//! Validation rules for component props using Validation.

use std::collections::BTreeSet;

use stillwater::validation::Validation;
use stillwater::NonEmptyVec;

use crate::core::{ComponentProps, Style};
use crate::validate::violations::ConfigViolation;

/// Type alias for validation check functions
pub type ConfigCheck =
    Box<dyn Fn(&ComponentProps) -> Validation<(), NonEmptyVec<ConfigViolation>> + Send + Sync>;

/// Validator for transition configuration.
/// Uses Validation to accumulate ALL violations instead of failing fast.
pub struct PropsValidator {
    custom_checks: Vec<ConfigCheck>,
}

impl Default for PropsValidator {
    fn default() -> Self {
        Self::new()
    }
}

impl PropsValidator {
    pub fn new() -> Self {
        Self {
            custom_checks: Vec::new(),
        }
    }

    /// Add a custom validation check
    pub fn require<F>(mut self, check: F) -> Self
    where
        F: Fn(&ComponentProps) -> Validation<(), NonEmptyVec<ConfigViolation>>
            + Send
            + Sync
            + 'static,
    {
        self.custom_checks.push(Box::new(check));
        self
    }

    /// Add a custom check from a boolean predicate
    pub fn require_pred<F>(self, pred: F, message: String) -> Self
    where
        F: Fn(&ComponentProps) -> bool + Send + Sync + 'static,
    {
        self.require(move |props| {
            if pred(props) {
                Validation::success(())
            } else {
                Validation::fail(ConfigViolation::CustomCheckFailed {
                    message: message.clone(),
                })
            }
        })
    }

    /// Validate props, accumulating ALL violations.
    /// Returns `Validation::Success(())` when every check passes.
    pub fn validate(
        &self,
        props: &ComponentProps,
    ) -> Validation<(), NonEmptyVec<ConfigViolation>> {
        let mut checks: Vec<Validation<(), NonEmptyVec<ConfigViolation>>> = Vec::new();

        // Empty property names across every style layer
        for (layer, style) in named_styles(props) {
            if style.properties().any(|(property, _)| property.is_empty()) {
                checks.push(Validation::fail(ConfigViolation::EmptyPropertyName {
                    layer: layer.to_string(),
                }));
            }
        }

        // Timing entries: empty names, zero durations, duplicates
        let mut seen = BTreeSet::new();
        for timing in &props.timings {
            if timing.property.is_empty() {
                checks.push(Validation::fail(ConfigViolation::EmptyTimingProperty));
                continue;
            }
            if timing.duration_ms == 0 {
                checks.push(Validation::fail(ConfigViolation::ZeroDuration {
                    property: timing.property.clone(),
                }));
            }
            if !seen.insert(timing.property.as_str()) {
                checks.push(Validation::fail(ConfigViolation::DuplicateTiming {
                    property: timing.property.clone(),
                }));
            }
        }

        // Timing properties nothing ever styles. Skipped for class-driven
        // configs where no style layer is populated.
        let styled: BTreeSet<&str> = named_styles(props)
            .flat_map(|(_, style)| style.properties().map(|(property, _)| property))
            .collect();
        if !styled.is_empty() {
            for timing in &props.timings {
                if !timing.property.is_empty() && !styled.contains(timing.property.as_str()) {
                    checks.push(Validation::fail(ConfigViolation::UntrackedTimingProperty {
                        property: timing.property.clone(),
                    }));
                }
            }
        }

        // Run custom checks
        for check in &self.custom_checks {
            checks.push(check(props));
        }

        // Accumulate ALL failures using all_vec
        Validation::all_vec(checks).map(|_| ())
    }
}

fn named_styles(props: &ComponentProps) -> impl Iterator<Item = (&'static str, &Style)> {
    [
        (Some(("style", &props.style))),
        props.active_style.as_ref().map(|s| ("active_style", s)),
        props.enter_style.as_ref().map(|s| ("enter_style", s)),
        props.exit_style.as_ref().map(|s| ("exit_style", s)),
        props
            .enter_init_style
            .as_ref()
            .map(|s| ("enter_init_style", s)),
        props
            .exit_init_style
            .as_ref()
            .map(|s| ("exit_init_style", s)),
    ]
    .into_iter()
    .flatten()
}

#[cfg(test)]
mod tests {
    use super::*;
    use crate::core::{Style, TransitionTiming};

    fn sound_props() -> ComponentProps {
        ComponentProps::new()
            .with_style(Style::new().with("opacity", "0"))
            .with_enter_style(
                Style::new()
                    .with("opacity", "1")
                    .with("transition", "opacity 300ms"),
            )
            .with_timings(vec![TransitionTiming::new("opacity", 300)])
    }

    #[test]
    fn sound_config_validates() {
        let result = PropsValidator::new().validate(&sound_props());
        assert!(result.is_success());
    }

    #[test]
    fn empty_props_validate() {
        let result = PropsValidator::new().validate(&ComponentProps::new());
        assert!(result.is_success());
    }

    #[test]
    fn zero_duration_is_flagged() {
        let props = sound_props().with_timings(vec![TransitionTiming::new("opacity", 0)]);

        let result = PropsValidator::new().validate(&props);

        match result {
            Validation::Failure(errors) => {
                assert!(errors
                    .iter()
                    .any(|e| matches!(e, ConfigViolation::ZeroDuration { property } if property == "opacity")));
            }
            Validation::Success(_) => panic!("Expected failure, got success"),
        }
    }

    #[test]
    fn violations_accumulate() {
        let mut base = Style::new().with("opacity", "0");
        base.set("", "nope");
        let props = ComponentProps::new().with_style(base).with_timings(vec![
            TransitionTiming::new("opacity", 0),
            TransitionTiming::new("opacity", 300),
            TransitionTiming::new("width", 100),
        ]);

        let result = PropsValidator::new().validate(&props);

        match result {
            Validation::Failure(errors) => {
                assert_eq!(errors.len(), 4);

                let has_empty = errors
                    .iter()
                    .any(|e| matches!(e, ConfigViolation::EmptyPropertyName { .. }));
                let has_zero = errors
                    .iter()
                    .any(|e| matches!(e, ConfigViolation::ZeroDuration { .. }));
                let has_duplicate = errors
                    .iter()
                    .any(|e| matches!(e, ConfigViolation::DuplicateTiming { .. }));
                let has_untracked = errors
                    .iter()
                    .any(|e| matches!(e, ConfigViolation::UntrackedTimingProperty { .. }));

                assert!(has_empty);
                assert!(has_zero);
                assert!(has_duplicate);
                assert!(has_untracked);
            }
            Validation::Success(_) => panic!("Expected failures, got success"),
        }
    }

    #[test]
    fn untracked_timing_skipped_for_class_driven_configs() {
        // No style layer populated: timings refer to CSS held in classes.
        let props = ComponentProps::new()
            .with_class_name("panel")
            .with_timings(vec![TransitionTiming::new("width", 200)]);

        let result = PropsValidator::new().validate(&props);
        assert!(result.is_success());
    }

    #[test]
    fn custom_validation_check_works() {
        let validator = PropsValidator::new().require(|props: &ComponentProps| {
            if props.timings.is_empty() {
                Validation::fail(ConfigViolation::CustomCheckFailed {
                    message: "Timings must be configured".to_string(),
                })
            } else {
                Validation::success(())
            }
        });

        let result = validator.validate(&ComponentProps::new());
        assert!(result.is_failure());

        let result = validator.validate(&sound_props());
        assert!(result.is_success());
    }

    #[test]
    fn require_pred_wraps_a_predicate() {
        let validator = PropsValidator::new().require_pred(
            |props| props.class_name.is_some(),
            "A class name is required".to_string(),
        );

        let result = validator.validate(&ComponentProps::new());

        match result {
            Validation::Failure(errors) => {
                assert!(errors
                    .iter()
                    .any(|e| matches!(e, ConfigViolation::CustomCheckFailed { .. })));
            }
            Validation::Success(_) => panic!("Expected failure, got success"),
        }
    }
}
+++++
- EXERCISE -
Extract each line of the material exactly as it stands.

- WRITTEN SOLUTION -
//! Validation rules for component props using Validation.

use std::collections::BTreeSet;

use stillwater::validation::Validation;
use stillwater::NonEmptyVec;

use crate::core::{ComponentProps, Style};
use crate::validate::violations::ConfigViolation;

/// Type alias for validation check functions
pub type ConfigCheck =
    Box<dyn Fn(&ComponentProps) -> Validation<(), NonEmptyVec<ConfigViolation>> + Send + Sync>;

/// Validator for transition configuration.
/// Uses Validation to accumulate ALL violations instead of failing fast.
pub struct PropsValidator {
    custom_checks: Vec<ConfigCheck>,
}

impl Default for PropsValidator {
    fn default() -> Self {
        Self::new()
    }
}

impl PropsValidator {
    pub fn new() -> Self {
        Self {
            custom_checks: Vec::new(),
        }
    }

    /// Add a custom validation check
    pub fn require<F>(mut self, check: F) -> Self
    where
        F: Fn(&ComponentProps) -> Validation<(), NonEmptyVec<ConfigViolation>>
            + Send
            + Sync
            + 'static,
    {
        self.custom_checks.push(Box::new(check));
        self
    }

    /// Add a custom check from a boolean predicate
    pub fn require_pred<F>(self, pred: F, message: String) -> Self
    where
        F: Fn(&ComponentProps) -> bool + Send + Sync + 'static,
    {
        self.require(move |props| {
            if pred(props) {
                Validation::success(())
            } else {
                Validation::fail(ConfigViolation::CustomCheckFailed {
                    message: message.clone(),
                })
            }
        })
    }

    /// Validate props, accumulating ALL violations.
    /// Returns `Validation::Success(())` when every check passes.
    pub fn validate(
        &self,
        props: &ComponentProps,
    ) -> Validation<(), NonEmptyVec<ConfigViolation>> {
        let mut checks: Vec<Validation<(), NonEmptyVec<ConfigViolation>>> = Vec::new();

        // Empty property names across every style layer
        for (layer, style) in named_styles(props) {
            if style.properties().any(|(property, _)| property.is_empty()) {
                checks.push(Validation::fail(ConfigViolation::EmptyPropertyName {
                    layer: layer.to_string(),
                }));
            }
        }

        // Timing entries: empty names, zero durations, duplicates
        let mut seen = BTreeSet::new();
        for timing in &props.timings {
            if timing.property.is_empty() {
                checks.push(Validation::fail(ConfigViolation::EmptyTimingProperty));
                continue;
            }
            if timing.duration_ms == 0 {
                checks.push(Validation::fail(ConfigViolation::ZeroDuration {
                    property: timing.property.clone(),
                }));
            }
            if !seen.insert(timing.property.as_str()) {
                checks.push(Validation::fail(ConfigViolation::DuplicateTiming {
                    property: timing.property.clone(),
                }));
            }
        }

        // Timing properties nothing ever styles. Skipped for class-driven
        // configs where no style layer is populated.
        let styled: BTreeSet<&str> = named_styles(props)
            .flat_map(|(_, style)| style.properties().map(|(property, _)| property))
            .collect();
        if !styled.is_empty() {
            for timing in &props.timings {
                if !timing.property.is_empty() && !styled.contains(timing.property.as_str()) {
                    checks.push(Validation::fail(ConfigViolation::UntrackedTimingProperty {
                        property: timing.property.clone(),
                    }));
                }
            }
        }

        // Run custom checks
        for check in &self.custom_checks {
            checks.push(check(props));
        }

        // Accumulate ALL failures using all_vec
        Validation::all_vec(checks).map(|_| ())
    }
}

fn named_styles(props: &ComponentProps) -> impl Iterator<Item = (&'static str, &Style)> {
    [
        (Some(("style", &props.style))),
        props.active_style.as_ref().map(|s| ("active_style", s)),
        props.enter_style.as_ref().map(|s| ("enter_style", s)),
        props.exit_style.as_ref().map(|s| ("exit_style", s)),
        props
            .enter_init_style
            .as_ref()
            .map(|s| ("enter_init_style", s)),
        props
            .exit_init_style
            .as_ref()
            .map(|s| ("exit_init_style", s)),
    ]
    .into_iter()
    .flatten()
}

#[cfg(test)]
mod tests {
    use super::*;
    use crate::core::{Style, TransitionTiming};

    fn sound_props() -> ComponentProps {
        ComponentProps::new()
            .with_style(Style::new().with("opacity", "0"))
            .with_enter_style(
                Style::new()
                    .with("opacity", "1")
                    .with("transition", "opacity 300ms"),
            )
            .with_timings(vec![TransitionTiming::new("opacity", 300)])
    }

    #[test]
    fn sound_config_validates() {
        let result = PropsValidator::new().validate(&sound_props());
        assert!(result.is_success());
    }

    #[test]
    fn empty_props_validate() {
        let result = PropsValidator::new().validate(&ComponentProps::new());
        assert!(result.is_success());
    }

    #[test]
    fn zero_duration_is_flagged() {
        let props = sound_props().with_timings(vec![TransitionTiming::new("opacity", 0)]);

        let result = PropsValidator::new().validate(&props);

        match result {
            Validation::Failure(errors) => {
                assert!(errors
                    .iter()
                    .any(|e| matches!(e, ConfigViolation::ZeroDuration { property } if property == "opacity")));
            }
            Validation::Success(_) => panic!("Expected failure, got success"),
        }
    }

    #[test]
    fn violations_accumulate() {
        let mut base = Style::new().with("opacity", "0");
        base.set("", "nope");
        let props = ComponentProps::new().with_style(base).with_timings(vec![
            TransitionTiming::new("opacity", 0),
            TransitionTiming::new("opacity", 300),
            TransitionTiming::new("width", 100),
        ]);

        let result = PropsValidator::new().validate(&props);

        match result {
            Validation::Failure(errors) => {
                assert_eq!(errors.len(), 4);

                let has_empty = errors
                    .iter()
                    .any(|e| matches!(e, ConfigViolation::EmptyPropertyName { .. }));
                let has_zero = errors
                    .iter()
                    .any(|e| matches!(e, ConfigViolation::ZeroDuration { .. }));
                let has_duplicate = errors
                    .iter()
                    .any(|e| matches!(e, ConfigViolation::DuplicateTiming { .. }));
                let has_untracked = errors
                    .iter()
                    .any(|e| matches!(e, ConfigViolation::UntrackedTimingProperty { .. }));

                assert!(has_empty);
                assert!(has_zero);
                assert!(has_duplicate);
                assert!(has_untracked);
            }
            Validation::Success(_) => panic!("Expected failures, got success"),
        }
    }

    #[test]
    fn untracked_timing_skipped_for_class_driven_configs() {
        // No style layer populated: timings refer to CSS held in classes.
        let props = ComponentProps::new()
            .with_class_name("panel")
            .with_timings(vec![TransitionTiming::new("width", 200)]);

        let result = PropsValidator::new().validate(&props);
        assert!(result.is_success());
    }

    #[test]
    fn custom_validation_check_works() {
        let validator = PropsValidator::new().require(|props: &ComponentProps| {
            if props.timings.is_empty() {
                Validation::fail(ConfigViolation::CustomCheckFailed {
                    message: "Timings must be configured".to_string(),
                })
            } else {
                Validation::success(())
            }
        });

        let result = validator.validate(&ComponentProps::new());
        assert!(result.is_failure());

        let result = validator.validate(&sound_props());
        assert!(result.is_success());
    }

    #[test]
    fn require_pred_wraps_a_predicate() {
        let validator = PropsValidator::new().require_pred(
            |props| props.class_name.is_some(),
            "A class name is required".to_string(),
        );

        let result = validator.validate(&ComponentProps::new());

        match result {
            Validation::Failure(errors) => {
                assert!(errors
                    .iter()
                    .any(|e| matches!(e, ConfigViolation::CustomCheckFailed { .. })));
            }
            Validation::Success(_) => panic!("Expected failure, got success"),
        }
    }
}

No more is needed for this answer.